Por: Isah Sanson | 7 anos atrás

Há poucos dias estava lendo um texto simples sobre filosofia. A autora, Marilena Chauí, ensinava que filosofia é a arte de questionar, de se questionar, de questionar o mundo. Passamos a filosofar quando buscamos descobrir a verdade por trás dos fatos corriqueiros do dia, dos grandes acontecimentos da humanidade, das atitudes que tomamos ou das rotinas que adotamos. Filosofamos quando queremos descobrir “como” e “por que”.

Imediatamente minha mente voltou-se a duas pessoas pequeninas. Meu afilhado de quase três anos e minha sobrinha de pouco mais de um ano.

Ela ainda não fala, ou fala muito pouco. Adora gargalhar quando todos a sua volta estão rindo. Não tem a mínima ideia do motivo das risadas alheias, mas quer participar, quer interagir. Por enquanto, seu jeito é dando suas risadas quando todos riem. E acredito que existam poucas coisas no mundo que possam ser mais revigorantes para a cabeça de um adulto, que possam ser um passaporte de imediata saída do mundo das preocupações do que uma gargalhada de criança pequena. Talvez não haja nada melhor, divertido e revigorante de se ouvir. Tanto que uma instituição financeira aproveitou-se (no bom sentido) para conquistar nossas mentes (no mau sentido) de um vídeo da internet de uma criança gargalhando porque o pai simplesmente rasgava papel. Duvido que alguém não tenha no mínimo esboçado um sorriso com a cena!

Em breve minha sobrinha entrará na famosa fase dos “por ques?”.

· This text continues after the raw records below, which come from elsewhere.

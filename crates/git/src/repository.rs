use std::path::{Path, PathBuf};

use async_trait::async_trait;
use pipeline::{
    CommitRange, CommitRecord, CommitSha, GitRef, TagRef, Timestamp, VcsError, VersionControl,
};
use tokio::process::Command;
use tracing::{debug, instrument};

const FIELD: char = '\u{1f}';
const RECORD: char = '\u{1e}';

/// `git log` format: a record separator, then sha, author, author date and the
/// raw message, each followed by a field separator. `--name-only` appends the
/// touched paths after the last separator.
const LOG_FORMAT: &str = "--format=%x1e%H%x1f%an%x1f%aI%x1f%B%x1f";

/// `for-each-ref` format: short name, object, and the peeled object for
/// annotated tags (empty for lightweight ones).
const TAG_FORMAT: &str = "--format=%(refname:short)%1f%(objectname)%1f%(*objectname)";

/// A local Git repository accessed through the `git` executable.
#[derive(Debug, Clone)]
pub struct GitRepository {
    path: PathBuf,
}

impl GitRepository {
    /// Points the adapter at `path`. Nothing is checked until the first call;
    /// a missing path surfaces as [`VcsError::NotFound`] from that call.
    pub fn open(path: impl Into<PathBuf>) -> Self {
        Self { path: path.into() }
    }

    pub fn path(&self) -> &Path {
        &self.path
    }

    /// Runs one git subcommand and returns its stdout.
    ///
    /// `subject` names what the command is about (a ref or commit) so a
    /// failure can be reported against it.
    async fn git(&self, args: &[&str], subject: &str) -> Result<String, VcsError> {
        if tokio::fs::metadata(&self.path).await.is_err() {
            return Err(VcsError::NotFound {
                reference: self.path.display().to_string(),
            });
        }

        debug!(repo = %self.path.display(), ?args, "running git");
        let output = Command::new("git")
            .arg("-C")
            .arg(&self.path)
            .args(["-c", "core.quotepath=off"])
            .args(args)
            .env("GIT_TERMINAL_PROMPT", "0")
            .kill_on_drop(true)
            .output()
            .await
            .map_err(|e| VcsError::Command {
                message: format!("failed to run git: {e}"),
            })?;

        if !output.status.success() {
            let stderr = String::from_utf8_lossy(&output.stderr);
            return Err(classify_failure(&stderr, subject));
        }
        Ok(String::from_utf8_lossy(&output.stdout).into_owned())
    }
}

#[async_trait]
impl VersionControl for GitRepository {
    #[instrument(skip(self, range), fields(repo = %self.path.display(), range = %range))]
    async fn list_commits(&self, range: &CommitRange) -> Result<Vec<CommitRecord>, VcsError> {
        let rev_spec = range.rev_spec();
        let stdout = self
            .git(
                &[
                    "log",
                    "--reverse",
                    "--name-only",
                    "--no-color",
                    LOG_FORMAT,
                    &rev_spec,
                    "--",
                ],
                &rev_spec,
            )
            .await?;
        let commits = parse_log(&stdout)?;
        debug!(count = commits.len(), "commits listed");
        Ok(commits)
    }

    #[instrument(skip(self, commit), fields(repo = %self.path.display(), commit = %commit))]
    async fn diff(&self, commit: &CommitSha) -> Result<String, VcsError> {
        // `-m --first-parent` gives merges a diff against their mainline parent.
        self.git(
            &[
                "show",
                "--format=",
                "--patch",
                "--no-color",
                "-m",
                "--first-parent",
                commit.as_str(),
                "--",
            ],
            commit.as_str(),
        )
        .await
    }

    #[instrument(skip(self), fields(repo = %self.path.display()))]
    async fn list_tags(&self) -> Result<Vec<TagRef>, VcsError> {
        let stdout = self
            .git(&["for-each-ref", "refs/tags", TAG_FORMAT], "refs/tags")
            .await?;
        parse_tags(&stdout)
    }

    #[instrument(skip(self, reference), fields(repo = %self.path.display(), reference = %reference))]
    async fn resolve(&self, reference: &GitRef) -> Result<CommitSha, VcsError> {
        let spec = format!("{reference}^{{commit}}");
        let stdout = self
            .git(&["rev-parse", "--verify", &spec], reference.as_str())
            .await?;
        CommitSha::new(stdout.trim()).ok_or_else(|| VcsError::Command {
            message: format!("rev-parse returned no commit for '{reference}'"),
        })
    }

    fn project_name(&self) -> String {
        let resolved = std::fs::canonicalize(&self.path).unwrap_or_else(|_| self.path.clone());
        project_name_from_path(&resolved)
    }
}

/// Maps git's stderr onto the port's error classes.
fn classify_failure(stderr: &str, subject: &str) -> VcsError {
    let message = stderr.trim().to_string();
    let lower = message.to_lowercase();

    if lower.contains("not a git repository")
        || lower.contains("does not have any commits")
        || lower.contains("permission denied")
        || lower.contains("dubious ownership")
    {
        VcsError::Access { message }
    } else if lower.contains("unknown revision")
        || lower.contains("bad revision")
        || lower.contains("needed a single revision")
        || lower.contains("bad object")
        || lower.contains("invalid object name")
    {
        VcsError::NotFound {
            reference: subject.to_string(),
        }
    } else {
        VcsError::Command { message }
    }
}

fn parse_log(stdout: &str) -> Result<Vec<CommitRecord>, VcsError> {
    stdout
        .split(RECORD)
        .filter(|record| !record.trim().is_empty())
        .map(parse_log_record)
        .collect()
}

fn parse_log_record(record: &str) -> Result<CommitRecord, VcsError> {
    let mut fields = record.splitn(5, FIELD);
    let (Some(sha), Some(author), Some(date), Some(message)) =
        (fields.next(), fields.next(), fields.next(), fields.next())
    else {
        return Err(malformed("log record has too few fields", record));
    };
    let files = fields.next().unwrap_or("");

    let sha = CommitSha::new(sha.trim()).ok_or_else(|| malformed("log record has no sha", record))?;
    let timestamp = Timestamp::parse_rfc3339(date.trim())
        .ok_or_else(|| malformed("log record has an unparseable date", record))?;

    Ok(CommitRecord {
        sha,
        author: author.trim().to_string(),
        timestamp,
        message: message.trim().to_string(),
        files_changed: files
            .lines()
            .map(str::trim)
            .filter(|line| !line.is_empty())
            .map(str::to_string)
            .collect(),
    })
}

fn parse_tags(stdout: &str) -> Result<Vec<TagRef>, VcsError> {
    let mut tags = Vec::new();
    for line in stdout.lines().filter(|l| !l.trim().is_empty()) {
        let mut fields = line.split(FIELD);
        let (Some(name), Some(object)) = (fields.next(), fields.next()) else {
            return Err(malformed("tag line has too few fields", line));
        };
        let peeled = fields.next().map(str::trim).filter(|p| !p.is_empty());
        let Some(commit) = CommitSha::new(peeled.unwrap_or(object).trim()) else {
            return Err(malformed("tag line has no object", line));
        };
        tags.push(TagRef {
            name: name.trim().to_string(),
            commit,
        });
    }
    Ok(tags)
}

fn malformed(what: &str, raw: &str) -> VcsError {
    let preview: String = raw.chars().take(80).collect();
    VcsError::Command {
        message: format!("{what}: {preview:?}"),
    }
}

/// Title-cased project name from a repository directory.
///
/// `release-scribe.git` becomes `Release Scribe`.
pub fn project_name_from_path(path: &Path) -> String {
    let base = path
        .file_name()
        .map(|n| n.to_string_lossy().into_owned())
        .unwrap_or_default();
    let base = base.strip_suffix(".git").unwrap_or(&base);

    let words: Vec<String> = base
        .split(['-', '_', ' '])
        .filter(|w| !w.is_empty())
        .map(title_case)
        .collect();
    if words.is_empty() {
        "Project".to_string()
    } else {
        words.join(" ")
    }
}

fn title_case(word: &str) -> String {
    let mut chars = word.chars();
    match chars.next() {
        Some(first) => first.to_uppercase().chain(chars.flat_map(char::to_lowercase)).collect(),
        None => String::new(),
    }
}
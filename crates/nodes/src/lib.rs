//! ReleaseScribe pipeline stages and the `PipelineExecutor`.
//!
//! This crate provides the five stage implementations (Discovery through
//! Render), the bounded worker pool and retry policy they share, and the
//! `PipelineExecutor` that drives the state machine to a document.
//!
//! ## Architectural Layer
//!
//! **Orchestration layer.** Stages sequence calls between the domain records
//! in the [`pipeline`] crate and the two port traits (version control and
//! language model). Adapters for those ports live in the `git` and `llm`
//! crates; nothing here performs I/O directly.
//!
//! ## Module Layout
//!
//! | Module | Contents |
//! |--------|----------|
//! | [`discovery`] | Range resolution, tag ordering, commit listing |
//! | [`planning`] | Quality assessment (heuristic and model-assisted) |
//! | [`context`] | Diff fetching and code-context records |
//! | [`analysis`] | Grouping, model analysis, degraded entries |
//! | [`render`] | Validation, aggregation, Markdown output |
//! | [`executor`] | Phase table and the run loop |
//! | [`heuristics`], [`signals`] | Message scoring and diff parsing |
//! | [`control`], [`pool`], [`retry`] | Deadline/cancel, worker pool, backoff |

pub mod analysis;
pub mod context;
pub mod control;
pub mod discovery;
pub mod executor;
pub mod heuristics;
pub mod planning;
pub mod pool;
pub mod render;
pub mod retry;
pub mod signals;

pub use control::{CancellationHandle, Interruption, RunControl};
pub use discovery::RunRequest;
pub use executor::{next_phase, Phase, PipelineExecutor, RunReport, StageSignal};
pub use render::{file_name, to_markdown};
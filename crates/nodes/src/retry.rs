//! Bounded exponential backoff around language-model calls.

use std::future::Future;

use pipeline::{ModelError, ModelInvocationError, RetryConfig, RetryPolicy};
use tracing::{debug, warn};

use crate::control::RunControl;

/// Calls `op` until it succeeds, fails permanently, or `max_attempts` is
/// reached.
///
/// Every attempt runs under the per-attempt timeout; an elapsed attempt is a
/// transient failure. Between attempts the delay is the configured backoff or
/// the server's `retry_after` hint, whichever is longer, capped at
/// `max_backoff` and at the time left before the run deadline. Once the run is
/// interrupted no further attempt starts and the last error is returned.
#[tracing::instrument(skip(config, control, op))]
pub async fn retry_with_backoff<T, F, Fut>(
    config: &RetryConfig,
    control: &RunControl,
    label: &str,
    mut op: F,
) -> Result<T, ModelInvocationError>
where
    F: FnMut() -> Fut,
    Fut: Future<Output = Result<T, ModelError>>,
{
    let max_attempts = config.max_attempts.max(1);
    let mut attempt = 0;

    loop {
        attempt += 1;
        let error = match tokio::time::timeout(config.attempt_timeout(), op()).await {
            Ok(Ok(value)) => {
                debug!(attempt, "model call succeeded");
                return Ok(value);
            }
            Ok(Err(e)) => e,
            Err(_) => ModelError::Transient {
                message: format!("attempt timed out after {:?}", config.attempt_timeout()),
                retry_after: None,
            },
        };

        let after = match error.retry_policy() {
            RetryPolicy::Retryable { after } if attempt < max_attempts => after,
            _ => {
                warn!(attempt, error = %error, "giving up on model call");
                return Err(ModelInvocationError {
                    attempts: attempt,
                    source: error,
                });
            }
        };

        let backoff = config.backoff_after(attempt);
        let delay = after
            .map_or(backoff, |hint| hint.max(backoff))
            .min(config.max_backoff())
            .min(control.remaining());
        warn!(attempt, ?delay, error = %error, "model call failed, retrying");

        let interrupted = tokio::select! {
            () = tokio::time::sleep(delay) => control.interruption(),
            reason = control.interrupted() => Some(reason),
        };
        if let Some(reason) = interrupted {
            warn!(attempt, ?reason, error = %error, "run interrupted, abandoning model call");
            return Err(ModelInvocationError {
                attempts: attempt,
                source: error,
            });
        }
    }
}
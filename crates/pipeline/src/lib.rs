//! Core domain for ReleaseScribe.
//!
//! This crate contains every domain record, newtype identifier, shared value
//! type, configuration struct and error type used throughout the release-notes
//! pipeline, plus the port traits that infrastructure crates implement.
//!
//! ## Architectural Layer
//!
//! **Business logic + port definitions.** This crate has no I/O dependencies.
//! It defines *what* is needed; the `git` and `llm` crates define *how* to
//! supply it, and the `nodes` crate sequences the stages.
//!
//! ## Module Layout
//!
//! | Module | Contents |
//! |--------|----------|
//! | [`identifiers`] | Newtype identifiers (`CommitSha`, `GitRef`, `PipelineRunId`, …) |
//! | [`types`] | Value types (`ImpactLevel`, `ChangeCategory`, `Diagnostic`, `Timestamp`, …) |
//! | [`records`] | Records created by the stages (`CommitRecord` … `ReleaseNotesDocument`) |
//! | [`state`] | `PipelineState` and `StateUpdate` |
//! | [`ports`] | `VersionControl` and `LanguageModel` traits and their errors |
//! | [`config`] | `RunConfig`, `RetryConfig` and policy enums |
//! | [`errors`] | Fatal and stage-local error types, `RetryPolicy` |
//! | `fakes` | In-memory port implementations (feature `fakes`) |

pub mod config;
pub mod errors;
#[cfg(any(test, feature = "fakes"))]
pub mod fakes;
pub mod identifiers;
pub mod ports;
pub mod records;
pub mod state;
pub mod types;

// Re-export everything at the crate root for ergonomic usage by downstream crates.
pub use config::{GroupingStrategy, PlanningMode, RetryConfig, RunConfig};
pub use errors::{ConfigError, DiffFetchError, ModelInvocationError, ReleaseNotesError, RetryPolicy};
pub use identifiers::{CommitSha, GitRef, ModelId, PipelineRunId};
pub use ports::{
    CommitRange, CompletionRequest, CompletionResponse, CompletionTask, LanguageModel,
    ModelError, TagRef, VcsError, VersionControl,
};
pub use records::{
    AssessmentSource, ChangeEntry, CodeContextRecord, CodeSignal, CommitRecord,
    QualityAssessment, RangeResolution, ReleaseNotesDocument,
};
pub use state::{PipelineState, StateUpdate};
pub use types::{
    ChangeCategory, ClarityScore, Diagnostic, DiagnosticKind, ImpactLevel, QualityCategory,
    StageName, Timestamp,
};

Ele, por sua vez, meu afilhado, é um furacão. O que tem de serelepe e ativo, tem de inteligente. E já está na tal fase. Acontece alguma coisa: “Papai, por que?”. Alguém fala algo diferente: “Mamãe, por que?”. E assim vai, perguntando para avós, padrinhos, professoras “por que?”, “por que?”, “por que?”.

É um filósofo esse meu afilhado. E foi uma filósofa minha filha. Como perguntava “por que?”! Volta e meia continua filosofando. Voltando um pouco mais na linha do tempo percebi que também já fui um filósofo. Sendo mais abrangente, eureka!, fomos todos filósofos!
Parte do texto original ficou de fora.